Cu2ZnSn(S, Se)4 (CZTSSe) is one of most competitive photovoltaic materials for its earth-abundant reserves, environmental friendliness, and high stability.The quality of CZTSSe absorber determines the power-conversion efficiency (PCE) of CZTSSe solar cells. The absorber's quality lies on post-selenization process, which is the reaction of Cu-Zn-Sn precursor and selenium vapor. And the post-selenization is dependent on various factors (e.g. temperature, precursor composition, reaction atmosphere, etc).However, synergistic regulation of these factors cannot be realized under a widely-used single-temperature zone selenization condition.Here, in our dual-temperature zone selenization scheme, a solid-liquid and solid-gas (solid precursor and liquid/gas phase Se) synergistic reaction strategy has been developed to precisely regulate the selenization.
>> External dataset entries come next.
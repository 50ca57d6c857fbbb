use std::sync::Arc;

use parking_lot::Mutex;
use tokio::{sync::oneshot, task};

use super::emitter::{EmitterError, EventEmitter};
use super::event::OutboundEvent;
use super::sink::{EventSink, StdOutSink};

/// Which topics a sink registration receives.
///
/// Topics are the `user:{user_id}:{segment}` / `system:{segment}` strings from
/// [`OutboundEvent::topic`]; a prefix filter is how a per-user consumer (a
/// websocket session, an SSE stream) taps only its own traffic.
#[derive(Clone, Debug, PartialEq, Eq)]
pub enum TopicFilter {
    /// Every event, regardless of topic.
    All,
    /// Topics starting with the given prefix.
    Prefix(String),
}

impl TopicFilter {
    /// Filter matching every topic belonging to one user.
    #[must_use]
    pub fn user(user_id: impl AsRef<str>) -> Self {
        Self::Prefix(format!("user:{}:", user_id.as_ref()))
    }

    #[must_use]
    pub fn matches(&self, topic: &str) -> bool {
        match self {
            Self::All => true,
            Self::Prefix(prefix) => topic.starts_with(prefix),
        }
    }
}

struct Registration {
    filter: TopicFilter,
    sink: Box<dyn EventSink>,
}

/// Fans emitted events out to registered sinks, per topic.
///
/// Engines publish through cloneable [`BusEmitter`] handles; a single
/// background task drains the channel and hands each event to every
/// registration whose [`TopicFilter`] matches the event's topic. Sinks can be
/// registered before or after [`start`](Self::start), so a per-user stream can
/// attach mid-flight.
pub struct EventBus {
    registrations: Arc<Mutex<Vec<Registration>>>,
    sender: flume::Sender<OutboundEvent>,
    receiver: flume::Receiver<OutboundEvent>,
    listener: Mutex<Option<Listener>>,
}

impl Default for EventBus {
    fn default() -> Self {
        Self::with_sink(StdOutSink::default())
    }
}

impl EventBus {
    /// A bus with no sinks yet; events are dropped until one is registered.
    #[must_use]
    pub fn new() -> Self {
        let (sender, receiver) = flume::unbounded();
        Self {
            registrations: Arc::new(Mutex::new(Vec::new())),
            sender,
            receiver,
            listener: Mutex::new(None),
        }
    }

    /// A bus with one unfiltered sink.
    pub fn with_sink<T: EventSink + 'static>(sink: T) -> Self {
        let bus = Self::new();
        bus.add_sink(sink);
        bus
    }

    /// Register an unfiltered sink.
    pub fn add_sink<T: EventSink + 'static>(&self, sink: T) {
        self.subscribe(TopicFilter::All, sink);
    }

    /// Register a sink for the topics `filter` matches.
    pub fn subscribe<T: EventSink + 'static>(&self, filter: TopicFilter, sink: T) {
        self.registrations.lock().push(Registration {
            filter,
            sink: Box::new(sink),
        });
    }

    /// A cloneable emitter handle for producers.
    #[must_use]
    pub fn emitter(&self) -> BusEmitter {
        BusEmitter {
            sender: self.sender.clone(),
        }
    }

    /// Spawn the background fan-out task. Idempotent; a second call is a
    /// no-op.
    pub fn start(&self) {
        let mut guard = self.listener.lock();
        if guard.is_some() {
            return;
        }

        let receiver = self.receiver.clone();
        let registrations = self.registrations.clone();
        let (shutdown_tx, mut shutdown_rx) = oneshot::channel();

        let handle = task::spawn(async move {
            loop {
                tokio::select! {
                    _ = &mut shutdown_rx => break,
                    recv = receiver.recv_async() => match recv {
                        Err(e) => {
                            tracing::warn!(error = %e, "event bus channel closed");
                            break;
                        }
                        Ok(event) => {
                            let topic = event.topic();
                            let mut registrations = registrations.lock();
                            for registration in registrations.iter_mut() {
                                if !registration.filter.matches(&topic) {
                                    continue;
                                }
                                if let Err(e) = registration.sink.handle(&event) {
                                    tracing::warn!(error = %e, topic = %topic, "event sink error");
                                }
                            }
                        }
                    }
                }
            }
        });

        *guard = Some(Listener {
            shutdown_tx,
            handle,
        });
    }

    /// Stop the fan-out task, waiting for the in-flight event to finish.
    pub async fn shutdown(&self) {
        let listener = self.listener.lock().take();
        if let Some(listener) = listener {
            let _ = listener.shutdown_tx.send(());
            let _ = listener.handle.await;
        }
    }
}

impl Drop for EventBus {
    fn drop(&mut self) {
        if let Some(listener) = self.listener.lock().take() {
            let _ = listener.shutdown_tx.send(());
            listener.handle.abort();
        }
    }
}

impl std::fmt::Debug for EventBus {
    fn fmt(&self, f: &mut std::fmt::Formatter<'_>) -> std::fmt::Result {
        f.debug_struct("EventBus")
            .field("registrations", &self.registrations.lock().len())
            .field("listening", &self.listener.lock().is_some())
            .finish()
    }
}

struct Listener {
    shutdown_tx: oneshot::Sender<()>,
    handle: task::JoinHandle<()>,
}

/// Cloneable [`EventEmitter`] over the bus channel.
#[derive(Clone)]
pub struct BusEmitter {
    sender: flume::Sender<OutboundEvent>,
}

impl std::fmt::Debug for BusEmitter {
    fn fmt(&self, f: &mut std::fmt::Formatter<'_>) -> std::fmt::Result {
        f.debug_struct("BusEmitter").finish()
    }
}

impl EventEmitter for BusEmitter {
    fn emit(&self, event: OutboundEvent) -> Result<(), EmitterError> {
        self.sender.send(event).map_err(|_| EmitterError::Closed)
    }
}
Pre-deposited excess liquid Se provides high Se chemical potential to drive a direct and fast formation of the CZTSSe phase, significantly reducing the amount of binary and ternary compounds within phase evolution. And organics removal can be accomplished via a synergistic optimization of Se condensation and subsequent volatilization. We achieve a high-performance CZTSSe solar cell with a remarkable PCE of 13.6%, and the highest large-area PCE of 12.0% (over 1cm2). Our strategy will provide a new idea for further improving efficiency of CZTSSe solar cells via phase evolution regulation, and also for other complicated multi-compound synthesis.